Wang Xin-xin is a Nanyin (or Nan Guan) musician from China and the founder of Xin-xin Nanguan Ensemble (心心南管樂坊). Along with her ensemble, Wang is known to promote traditional music to younger audience. She is also known in the west as one of the Asian musicians who frequently invited and collaborated with traditional and contemporary musicians.

Wang was born in Quanzhou, China. Quanzhou is well known as the birthplace of Nanyin, one of the oldest Chinese music genre. The instruments of Nanyin were quite similar to those used in ancient Chinese music which most of them are no longer played or changed today. This kind of music has quite peculiar tune if compared with other Han Chinese music.

Wang moved to Taiwan in 1992 and joined Hantang Yuefu (漢唐樂府) as music supervisor.

Wang seeks new methods to introduce Nanyin to her audience such as to make fusion music with symphony orchestra, contemporary music and modern dance. She created music fusion in order to make it more approachable to broader audience.

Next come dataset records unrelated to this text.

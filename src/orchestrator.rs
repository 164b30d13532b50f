use log::{debug, info};
use std::sync::Arc;
use tokio::task::JoinHandle;

use crate::classifier::{self, Category};
use crate::dispatcher::{Alert, Dispatcher};
use crate::error::{SentinelError, ValidationError};
use crate::frame;
use crate::vision::VisionClient;

/// Result of one analysis: the model's text and the alert tasks it spawned.
///
/// The tasks are detached; dropping the handles does not cancel them.
pub struct Analysis {
    pub response: String,
    pub dispatches: Vec<(Category, JoinHandle<()>)>,
}

/// Single entry point sequencing codec, vision call, classifier and alerts.
pub struct Orchestrator {
    vision: VisionClient,
    dispatcher: Arc<Dispatcher>,
    default_api_key: Option<String>,
}

impl Orchestrator {
    pub fn new(
        vision: VisionClient,
        dispatcher: Arc<Dispatcher>,
        default_api_key: Option<String>,
    ) -> Self {
        Self {
            vision,
            dispatcher,
            default_api_key,
        }
    }

    /// Analyze a frame and return the model's answer.
    pub async fn handle(
        &self,
        image: Option<&str>,
        prompt: Option<&str>,
        api_key: Option<&str>,
    ) -> Result<String, SentinelError> {
        Ok(self.analyze(image, prompt, api_key).await?.response)
    }

    /// Like [`Orchestrator::handle`], but also hands back the spawned alert tasks.
    ///
    /// # Errors
    ///
    /// Returns an error if:
    /// - The image or prompt is missing, or no credential is available
    /// - The image payload is not valid base64 or not a decodable image
    /// - The vision service call fails
    pub async fn analyze(
        &self,
        image: Option<&str>,
        prompt: Option<&str>,
        api_key: Option<&str>,
    ) -> Result<Analysis, SentinelError> {
        let image = image
            .filter(|i| !i.trim().is_empty())
            .ok_or_else(|| missing("image"))?;
        let prompt = prompt
            .filter(|p| !p.trim().is_empty())
            .ok_or_else(|| missing("prompt"))?;
        let api_key = self.resolve_api_key(api_key)?;

        let bytes = frame::decode_base64(image)?;
        let encoded = frame::prepare(&bytes)?;
        debug!(
            "Prepared frame: {} bytes raw, {} bytes JPEG",
            bytes.len(),
            encoded.jpeg.len()
        );

        let response = self.vision.analyze(&encoded.base64, prompt, api_key).await?;

        let mut dispatches = Vec::new();
        for category in classifier::triggered_categories(prompt) {
            let verdict = classifier::classify(category, prompt, &response);
            if !verdict.fires {
                continue;
            }

            info!(
                "Detected {} event{}",
                category,
                verdict
                    .severity
                    .map(|s| format!(" ({})", s))
                    .unwrap_or_default()
            );

            let alert = Alert {
                category,
                frame: encoded.jpeg.clone(),
                analysis: response.clone(),
                severity: verdict.severity,
            };
            let dispatcher = self.dispatcher.clone();
            let handle = tokio::spawn(async move { dispatcher.dispatch(alert).await });
            dispatches.push((category, handle));
        }

        Ok(Analysis {
            response,
            dispatches,
        })
    }

    fn resolve_api_key<'a>(&'a self, api_key: Option<&'a str>) -> Result<&'a str, SentinelError> {
        api_key
            .filter(|k| !k.trim().is_empty())
            .or(self.default_api_key.as_deref())
            .ok_or_else(|| ValidationError::MissingApiKey.into())
    }
}

fn missing(field: &str) -> SentinelError {
    ValidationError::MissingField {
        field: field.to_string(),
    }
    .into()
}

In 2003, she founded Xinxin Nanguan Ensemble. Meanwhile, Nanyin is still the theme of the group, she added their performance with more colorful and artistic movement such as theatrical art elements. Xinxin Nanguan Ensemble is well-known Asian music group in international folk music festivals, especially in Europe.

==Album==
- Farewell My Emperor.
- Flowers Bloom in the Garden.
- Nostalgia in Moonlight.
- Temporality and Nirvana—Heart Sutra.